IN THE EMPLOYMENT RELATIONS COURT

IN SUVA

APPELLATE JURISDICTION


ERCA No. 27 of 2017


(On Appeal from the Employment Relations

Tribunal in the matter of Employment Grievance No. 86 of 2017)


BETWEEN:


AIR TERMINAL SERVICES (FIJI) LIMITED

APPELLANT


AND:


JASON DUTT

RESPONDENT


BEFORE:
M. Javed Mansoor, J


COUNSEL:
Mr. N. Tofinga for the appellant
Mr. S. Nacolawa for the respondent


Date of Hearing:
29 April 2020


Date of Judgment:
4 August 2023

JUDGMENT

EMPLOYMENT LAW Appeal –– Tribunal’s ordered reinstatement and payment of salary and entitlements – Reinstatement not challenged – Breach of collective agreement provision on internal appeal– Sections 110 (4) and 164 of the Employment Relations Act 2007


  1. This is an appeal against the decision of the Employment Relations Tribunal dated 14 November 2017, which ordered the reinstatement of the respondent with effect from 1 December 2017. The appellant was also ordered to pay the respondent for his period of absence from work, including the restoration of his service entitlements from 7 April 2017.
  2. The appellant filed a notice of appeal and grounds of appeal on 29 November 2017. Thereafter, amended grounds of appeal were filed on 3 September 2019. The new grounds are reproduced below:
    1. “That the learned Tribunal in the Court below erred in fact and in law when he allowed the Worker to circumvent the provision of Article 26 in the FASA/ATS Collective Agreement in hearing and determining his reported employment grievance despite the fact that the Worker was a member of the Union, the Union and the Employer had entered into an agreement in 1988 and that the said agreement was registered at the office of the Registrar of Trade Union and that the agreement is enforceable within the meaning of s.164 of the ERA 2007.
    2. That the Learned Tribunal in the Court below erred in fact and in law when he failed to properly consider the extent of which the action of the Worker contributed to the employment grievance when he determined the quantum of remedies for the Worker in his Decision of 5th September 2017”.

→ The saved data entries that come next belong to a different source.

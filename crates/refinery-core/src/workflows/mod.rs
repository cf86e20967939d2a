//! # Workflows Module
//!
//! High-level procedures that drive a configuration through repeated iterations of the engine
//! tasks.
//!
//! ## Overview
//!
//! A workflow owns the iteration loop: it seeds the random number generator, calls the tasks in
//! order, reports phases through the [`ProgressReporter`](crate::engine::progress::ProgressReporter)
//! and decides when to stop. Everything that must survive a restart goes through the
//! [`ModuleStore`](crate::engine::store::ModuleStore) passed in by the caller.
//!
//! ## Architecture
//!
//! - **Evolve Workflow** ([`evolve`]) - Intramolecular shake, energy (with stability tracking) and
//!   optional forces, repeated for a fixed number of iterations or until the energy is stable.

pub mod evolve;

AND TAKE FURTHER NOTICE that the Orders and remedies sought are as follows:-


  1. THAT other than the decision of the Learned Resident Magistrate to reinstate the Worker all other orders to be wholly quashed.
  2. THAT the Court declares that the Grievor ought to have followed the provision in Article 26 of the ATS/FASA MOA.

3. Cost as deemed appropriate by this Court”.


  1. The appellant does not contest the tribunal’s directive to reinstate the worker.
  2. At the hearing, the appellant made oral submissions. The respondent did not do so. However, both parties filed written submissions.
  3. The appellant submitted that an inquiry was held into the conduct of the respondent as he had disclosed certain confidential information. The appellant’s disciplinary inquiry committee found the respondent guilty and recommended termination of his contract of employment. The appellant denied that the respondent’s employment was terminated and submitted that the disciplinary committee had recommended the termination of his employment. This recommendation, it was submitted, did not take effect until the internal procedures were exhausted.
  4. That contention is not entirely correct. Although there was an initial recommendation by the disciplinary committee, this was followed by a letter of termination dated 28 March 2017 from the manager human resources, which was confirmed by the same manager by letter dated 7 April 2017. The matter is not of much significance as the tribunal ordered the worker’s reinstatement, which is not in issue in this appeal.
  5. The appellant’s position is that once the disciplinary committee makes a finding and informs the employee of its decision, the employee or the company can appeal such decision in writing within 7 days to the committee of review in terms of article 26 of the collective agreement between the union, Federated Airline Staff Association (FASA), and the appellant. The appellant contends that the employee ignored this provision and reported an employment grievance to the chief mediator on or about 3 April 2017. Thereafter, the matter was referred to the tribunal.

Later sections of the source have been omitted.